But God is not pleased to have been defied.

The glow of that corona casts an early dusk over the contours of the other's face. Cecil knows this person—he knows them—but he does not know that face. He cannot see it. All he can see is the sweep of a smile, rueful in its magnificence, as the other turns towards the Marquis and murmurs:

Infuriated by the elves' betrayal, He places upon the pair a terrible curse:

"We must have had something, you and I."

Nevermore will the blooms of Manju grow beside the leaves of Saka.

His companion had twisted in order to see Cecil. The movement jars the blossoms; they are surrounded, suddenly, by verdure. In an instant, the graveled shore has been swept away by a crimson current, and the two are plunged into the tide of haematic lilies that has bloomed in sanguine froths around their knees. The other's locks are the same hue as those pinwheeling flowers. Half-submerged in sinuous cinnabar, the familiar stranger tilts their shaded face. They beam, sunnily. They say nothing more, and their head slips clean from the base of their neck.

For the rest of their lives, whenever the leaves of their flower would sprout, its bloom would shrivel into nothingness.

Blood often spurts in patterns like pealing petals. There is no blood here. The decapitated head tumbles, soundless; the ring of lilies mimics that loss with a soft sigh of mourning. Buds and blossoms sheave themselves of their stalks, sliding silently sidelong and into nothingness. Flowers no more; the shoots become towers. Towers. Cecil, startled, leaps to his feet with a garbled shout, enclosed by the accusing fingers of endless stems. The echo of his outburst is swallowed by an ominous rustle.

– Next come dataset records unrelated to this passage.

//! Manifest ingestion adapters.
//!
//! The engine consumes node mappings only; this crate extracts model nodes
//! (and the nodes that depend on them) from an already-parsed manifest
//! document. Reading the document from wherever it lives is the caller's
//! concern.

#![forbid(unsafe_code)]

mod parse;

pub use parse::{parse_manifest, parse_manifest_json};
use crate::model::Model;
use crate::rule::{FnRule, RuleDefinitionError, rule};
use modelscore_types::{RuleViolation, ids};

pub fn has_description() -> Result<FnRule, RuleDefinitionError> {
    rule(ids::RULE_HAS_DESCRIPTION, |model: &Model| {
        if model.has_description() {
            return None;
        }
        Some(RuleViolation::new(format!(
            "Model {} has no description.",
            model.name
        )))
    })
    .doc("A model should have a description.")
    .build()
}
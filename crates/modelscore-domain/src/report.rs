use modelscore_types::{RuleViolation, Severity, UniqueId};
use serde::Serialize;

/// Outcome of one (rule, model) pair.
#[derive(Clone, Debug, PartialEq, Serialize)]
#[serde(tag = "status", rename_all = "snake_case")]
pub enum RuleOutcome {
    Passed,
    Violated { violation: RuleViolation },
    Errored { message: String },
}

/// One evaluated (rule, model) pair with the severity that applied.
#[derive(Clone, Debug, PartialEq, Serialize)]
pub struct RuleResult {
    pub rule: String,
    pub severity: Severity,
    pub outcome: RuleOutcome,
}

#[derive(Clone, Debug, Default, PartialEq, Serialize)]
pub struct SeverityCounts {
    pub low: u32,
    pub medium: u32,
    pub high: u32,
    pub critical: u32,
}

impl SeverityCounts {
    /// Counts violations only; passes and errors carry no weight.
    pub fn from_results(results: &[RuleResult]) -> Self {
        let mut counts = SeverityCounts::default();
        for r in results {
            if !matches!(r.outcome, RuleOutcome::Violated { .. }) {
                continue;
            }
            match r.severity {
                Severity::Low => counts.low += 1,
                Severity::Medium => counts.medium += 1,
                Severity::High => counts.high += 1,
                Severity::Critical => counts.critical += 1,
            }
        }
        counts
    }
}

/// All outcomes for one model, deterministically ordered.
#[derive(Clone, Debug, PartialEq, Serialize)]
pub struct ModelEvaluation {
    pub name: String,
    #[serde(skip_serializing_if = "Option::is_none")]
    pub unique_id: Option<UniqueId>,
    pub results: Vec<RuleResult>,
    pub counts: SeverityCounts,
    #[serde(skip_serializing_if = "Option::is_none")]
    pub truncated_reason: Option<String>,
}

impl ModelEvaluation {
    pub fn violations(&self) -> impl Iterator<Item = &RuleViolation> {
        self.results.iter().filter_map(|r| match &r.outcome {
            RuleOutcome::Violated { violation } => Some(violation),
            _ => None,
        })
    }
}

#[derive(Clone, Debug, Default, PartialEq, Serialize)]
pub struct EvaluationData {
    pub models_evaluated: u32,
    pub rules_registered: u32,
    pub violations_total: u32,
    pub errors_total: u32,
}

#[derive(Clone, Debug, PartialEq, Serialize)]
pub struct EvaluationReport {
    pub models: Vec<ModelEvaluation>,
    pub data: EvaluationData,
}
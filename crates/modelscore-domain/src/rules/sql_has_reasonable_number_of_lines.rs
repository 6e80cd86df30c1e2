use crate::model::Model;
use crate::rule::Rule;
use modelscore_types::{RuleViolation, Severity, ids};

/// A model's compiled SQL should stay below a line budget.
///
/// Models without `raw_code` pass: the manifest may omit source text and
/// absence is not a length violation.
pub struct SqlHasReasonableNumberOfLines {
    pub max_lines: usize,
}

impl Default for SqlHasReasonableNumberOfLines {
    fn default() -> Self {
        Self { max_lines: 200 }
    }
}

impl Rule for SqlHasReasonableNumberOfLines {
    fn name(&self) -> &str {
        ids::RULE_SQL_HAS_REASONABLE_NUMBER_OF_LINES
    }

    fn description(&self) -> &str {
        "The SQL of a model should not exceed the line budget."
    }

    fn severity(&self) -> Severity {
        Severity::Low
    }

    fn evaluate(&self, model: &Model) -> Option<RuleViolation> {
        let code = model.raw_code.as_deref()?;
        let lines = code.lines().count();
        if lines <= self.max_lines {
            return None;
        }
        Some(RuleViolation::new(format!(
            "Model {} has too many lines of SQL: {} (max {}).",
            model.name, lines, self.max_lines
        )))
    }
}
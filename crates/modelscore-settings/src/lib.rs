//! Config parsing and policy resolution.
//!
//! This crate is intentionally IO-free: it parses and resolves configuration
//! provided as strings. Discovering where the configuration lives is the
//! caller's concern.

#![forbid(unsafe_code)]

mod model;
mod resolve;

pub use model::{ModelscoreConfigV1, RuleConfig};
pub use resolve::Overrides;

use modelscore_domain::policy::EffectiveConfig;

/// Parse `modelscore.toml` (or equivalent) into a typed model.
pub fn parse_config_toml(input: &str) -> anyhow::Result<ModelscoreConfigV1> {
    let cfg: ModelscoreConfigV1 = toml::from_str(input)?;
    Ok(cfg)
}

/// Resolve the effective config used by the engine (defaults + overrides +
/// per-rule config).
pub fn resolve_config(
    cfg: ModelscoreConfigV1,
    overrides: Overrides,
) -> anyhow::Result<EffectiveConfig> {
    resolve::resolve_config(cfg, overrides)
}
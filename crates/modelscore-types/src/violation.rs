use schemars::JsonSchema;
use serde::{Deserialize, Serialize};

/// Severity is intentionally small: it maps cleanly to downstream weighting.
///
/// Rules declare a severity; policy may override it per rule.
#[derive(Clone, Copy, Debug, PartialEq, Eq, Serialize, Deserialize, JsonSchema)]
#[serde(rename_all = "lowercase")]
pub enum Severity {
    Low,
    Medium,
    High,
    Critical,
}

impl Default for Severity {
    fn default() -> Self {
        Severity::Medium
    }
}

/// A single failed check produced by one rule against one model.
#[derive(Clone, Debug, PartialEq, Eq, Serialize, Deserialize, JsonSchema)]
pub struct RuleViolation {
    pub message: String,
}

impl RuleViolation {
    pub fn new<S: Into<String>>(message: S) -> Self {
        Self {
            message: message.into(),
        }
    }
}

#[cfg(test)]
mod tests {
    use super::*;

    #[test]
    fn severity_serializes_lowercase() {
        assert_eq!(serde_json::to_string(&Severity::Medium).unwrap(), "\"medium\"");
        assert_eq!(serde_json::to_string(&Severity::Critical).unwrap(), "\"critical\"");
    }
}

And when the time would come for the bloom to bud, the leaves would fall away.

Leaves. Vivid and obstinate, leaves are spearing through the soft of the ground like swords, stabbing at the Marquis' ankles as if they were weapons of the dead. There is truth to this. They aim to murder him, he realizes: to cut him down as he has cut down others. Bouquets, bunches, garlands, posies. Lovely, shriveling corpses. The blossoms are gone, and his companion gone with them; heads and bodies vanish, lost beneath mounting waves of greenery. Foliage hisses, giggling. Cecil screams, petrified. Moved. Unmoving. The lead in his stomach and the rock of his heart have become like ball and chain. He is shackled, and in so being, cannot escape.

Even after their flower wilts and the elves succumb to death, their love is afforded no sympathy.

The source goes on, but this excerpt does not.